| THE TASK |
Looking at the records below, say how many lines contain "Result". Nothing else belongs in the answer.

| DATA FOR ANALYSIS |
※ ※ ※

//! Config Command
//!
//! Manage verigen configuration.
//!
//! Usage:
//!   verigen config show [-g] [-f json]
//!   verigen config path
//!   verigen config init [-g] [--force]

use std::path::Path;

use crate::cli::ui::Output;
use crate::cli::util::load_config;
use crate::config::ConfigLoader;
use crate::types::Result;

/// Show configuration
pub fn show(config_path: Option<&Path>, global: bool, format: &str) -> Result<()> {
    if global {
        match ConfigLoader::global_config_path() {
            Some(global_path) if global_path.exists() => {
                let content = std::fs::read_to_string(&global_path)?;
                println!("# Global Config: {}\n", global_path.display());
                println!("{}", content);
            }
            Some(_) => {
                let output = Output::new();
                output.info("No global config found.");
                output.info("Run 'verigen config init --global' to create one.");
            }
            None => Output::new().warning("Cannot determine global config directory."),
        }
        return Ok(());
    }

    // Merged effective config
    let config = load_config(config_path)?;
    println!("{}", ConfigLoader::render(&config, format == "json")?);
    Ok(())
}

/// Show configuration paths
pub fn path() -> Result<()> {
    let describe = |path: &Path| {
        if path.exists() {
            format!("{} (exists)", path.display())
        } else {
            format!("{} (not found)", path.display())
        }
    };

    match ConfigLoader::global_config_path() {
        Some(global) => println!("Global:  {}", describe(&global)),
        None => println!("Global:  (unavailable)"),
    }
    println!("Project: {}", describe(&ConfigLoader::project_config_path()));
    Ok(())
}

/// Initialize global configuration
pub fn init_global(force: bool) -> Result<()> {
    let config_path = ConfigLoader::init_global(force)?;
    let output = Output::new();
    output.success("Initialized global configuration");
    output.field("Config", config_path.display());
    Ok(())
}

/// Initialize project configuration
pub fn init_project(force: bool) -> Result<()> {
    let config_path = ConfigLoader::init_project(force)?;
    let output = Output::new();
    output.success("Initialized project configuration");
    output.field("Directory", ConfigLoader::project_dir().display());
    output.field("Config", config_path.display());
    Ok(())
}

※ ※ ※

| YOUR RESPONSE |
5